PARIS Part Five: Visiting the Musee d’Orsay

We decided today would be museum day—first the Musee d’Orsay then the Rodin Museum. It turned out that was much to ambitious a plan, one museum a day was all we could absorb. So we went to the d’Orsay and put the Rodin on our list of “things left undone so that we have to return” list.

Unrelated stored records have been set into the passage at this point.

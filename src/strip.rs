//! Strip handle
//!
//! The single owner of a strip's pixel buffer, effect engine and driver.
//! Every caller-facing operation goes through it.

use embassy_time::Duration;

use crate::buffer::PixelBuffer;
use crate::color::{Rgb, palette::RED};
use crate::command::{Command, CommandReceiver};
use crate::config::{StripConfig, Topology};
use crate::driver::Transmitter;
use crate::effect::{EffectDescriptor, EffectKind};
use crate::engine::EffectEngine;
use crate::error::{Error, Result};
use crate::range::LedRange;

/// Default capacity of the command queue
pub const DEFAULT_QUEUE_SIZE: usize = 4;

/// Handle to one physical LED strip
///
/// Created once at startup and passed by reference to whoever drives it.
/// `MAX_LEDS` bounds the buffer storage, `QUEUE_SIZE` the attached command
/// queue.
pub struct StripHandle<'a, D: Transmitter, const MAX_LEDS: usize, const QUEUE_SIZE: usize = DEFAULT_QUEUE_SIZE>
{
    driver: D,
    config: StripConfig,
    buffer: PixelBuffer<MAX_LEDS>,
    engine: EffectEngine,
    commands: Option<CommandReceiver<'a, QUEUE_SIZE>>,
}

impl<'a, D: Transmitter, const MAX_LEDS: usize, const QUEUE_SIZE: usize>
    StripHandle<'a, D, MAX_LEDS, QUEUE_SIZE>
{
    /// Validate `config`, claim the driver and return a handle showing `Off`.
    ///
    /// Nothing is transmitted until the first tick or explicit update.
    pub fn create(config: StripConfig, mut driver: D) -> Result<Self> {
        config.validate()?;
        let buffer = PixelBuffer::new(config.len)?;
        driver.claim(config.pin)?;

        trace!(
            "[StripHandle.create] {} LEDs on pin {}, frame every {} ms",
            config.len,
            config.pin,
            config.frame_interval.as_millis()
        );
        Ok(Self {
            driver,
            engine: EffectEngine::new(config.timings),
            config,
            buffer,
            commands: None,
        })
    }

    /// Drain commands from `receiver` at the start of every tick
    #[must_use]
    pub fn with_commands(mut self, receiver: CommandReceiver<'a, QUEUE_SIZE>) -> Self {
        self.commands = Some(receiver);
        self
    }

    pub fn len(&self) -> usize {
        self.buffer.len()
    }

    pub fn is_empty(&self) -> bool {
        self.buffer.is_empty()
    }

    pub const fn config(&self) -> &StripConfig {
        &self.config
    }

    /// Current buffer contents
    pub fn pixels(&self) -> &[Rgb] {
        self.buffer.as_slice()
    }

    pub fn pixel(&self, index: usize) -> Option<Rgb> {
        self.buffer.get(index)
    }

    /// Kind of the running effect
    pub const fn kind(&self) -> EffectKind {
        self.engine.kind()
    }

    /// Descriptor of the running effect
    pub const fn descriptor(&self) -> &EffectDescriptor {
        self.engine.descriptor()
    }

    pub const fn driver(&self) -> &D {
        &self.driver
    }

    pub fn driver_mut(&mut self) -> &mut D {
        &mut self.driver
    }

    /// Tear the handle down and give the driver back
    pub fn release(self) -> D {
        self.driver
    }

    /// Set a single LED. Shown on the next transmit.
    pub fn set_led_color(&mut self, index: usize, color: Rgb) -> Result<()> {
        self.buffer.set(index, color)
    }

    /// Set a single LED of a matrix by coordinates
    pub fn set_pixel_xy(&mut self, x: u16, y: u16, color: Rgb) -> Result<()> {
        let Topology::Matrix(layout) = self.config.topology else {
            return Err(Error::NotAMatrix);
        };
        if x >= layout.width || y >= layout.height {
            return Err(Error::OutOfRange {
                index: usize::from(y) * usize::from(layout.width) + usize::from(x),
                len: self.buffer.len(),
            });
        }
        self.buffer.set((layout.index_of)(x, y), color)
    }

    /// Replace the running effect. Takes effect on the next tick.
    pub fn apply(&mut self, descriptor: EffectDescriptor) -> Result<()> {
        self.engine.apply(descriptor, self.buffer.len())?;
        Ok(())
    }

    /// Generic dispatch: run `kind` with `color`, repeating forever
    pub fn ws2812_set(&mut self, color: Rgb, kind: EffectKind) -> Result<()> {
        self.apply(EffectDescriptor::new(kind, color))
    }

    pub fn led_set_on(&mut self, color: Rgb) -> Result<()> {
        self.ws2812_set(color, EffectKind::On)
    }

    /// Same as [`Self::stop`]
    pub fn led_set_off(&mut self) {
        self.stop();
    }

    pub fn led_set_breath(&mut self, color: Rgb) -> Result<()> {
        self.ws2812_set(color, EffectKind::Breath)
    }

    pub fn led_set_fade_in(&mut self, color: Rgb) -> Result<()> {
        self.ws2812_set(color, EffectKind::FadeIn)
    }

    /// Blink slowly `count` times, 0 blinks until another effect is applied
    pub fn led_set_blink_slow(&mut self, color: Rgb, count: u32) -> Result<()> {
        self.apply(EffectDescriptor::new(EffectKind::BlinkSlow, color).with_count(count))
    }

    /// Blink quickly `count` times, 0 blinks until another effect is applied
    pub fn led_set_blink_fast(&mut self, color: Rgb, count: u32) -> Result<()> {
        self.apply(EffectDescriptor::new(EffectKind::BlinkFast, color).with_count(count))
    }

    /// Rainbow starting from red at the first LED
    pub fn led_set_rainbow(&mut self) -> Result<()> {
        self.ws2812_set(RED, EffectKind::Rainbow)
    }

    /// Light the LEDs between `start` and `end` one after another.
    ///
    /// The bounds may be given in either order.
    pub fn set_led_color_gradient(
        &mut self,
        start: usize,
        end: usize,
        color: Rgb,
        step_delay: Duration,
    ) -> Result<()> {
        self.apply(EffectDescriptor::sweep(
            LedRange::new(start, end),
            color,
            step_delay,
        ))
    }

    /// Switch to `Off`, clear the strip and transmit once
    pub fn stop(&mut self) {
        self.engine.stop(&mut self.buffer);
        self.update_led_display();
    }

    /// Transmit the current buffer right away
    pub fn update_led_display(&mut self) {
        self.driver.transmit(self.buffer.as_slice());
    }

    /// Process one frame
    ///
    /// Applies queued commands, advances the running effect by `elapsed` and
    /// transmits the result. Never blocks.
    pub fn tick(&mut self, elapsed: Duration) {
        self.process_commands();
        self.engine.tick(elapsed, &mut self.buffer);
        self.update_led_display();
    }

    /// Apply everything pending in the command queue (non-blocking)
    fn process_commands(&mut self) {
        let Some(commands) = self.commands else {
            return;
        };

        while let Some(command) = commands.try_receive() {
            let result = match command {
                Command::Apply(descriptor) => self.apply(descriptor),
                Command::Stop => {
                    self.stop();
                    Ok(())
                }
                Command::SetPixel { index, color } => self.set_led_color(index, color),
                Command::Flush => {
                    self.update_led_display();
                    Ok(())
                }
            };
            if let Err(error) = result {
                trace!("[StripHandle.tick] dropped {:?}: {}", command, error);
            }
        }
    }
}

We visited the d’Orsay in 2004 and were looking forward to seeing it again as it had been retrofitted and renovated. The first impression walking in was that it didn’t look that different. Then I noticed that the huge clear glass clock that was so prominient before seemed to be covered. My recollection was that it one could walk past the cafe on an upper level and right up to the clock and look out at a panoramic view of the city that included Sacre Coeur in the distance. No more! The Cafe d’Horloge has been expanded and remodeled with the clock wall is its centerpiece, but not accessible to walk by. Must say I was disappointed about this.

Cafe d'Horloge

Cafe d’Horloge

Clock up close

Clock up close

However, the rest of the renovations are pretty amazing—more gallery space, better lighting, improved traffic patterns.

 

entry

Entry level

 

 

 

 

 

 

As always, I was enthralled by the Impressionists gallery, crowded these exhibits usually are. There were several Monet’s that I don’t remember seeing (he’s my favorite artist) and some very appealing and stunning paintings that I had never seen. It’s difficult to take pictures of pictures and have them look good, but here’s try at it:

Unfamiliar Monet

Unfamiliar Monet

Another unfamiliar Monet

Another unfamiliar Monet

Vuiilard (in unusual frame, surrounded by gilded and classic wooden ones)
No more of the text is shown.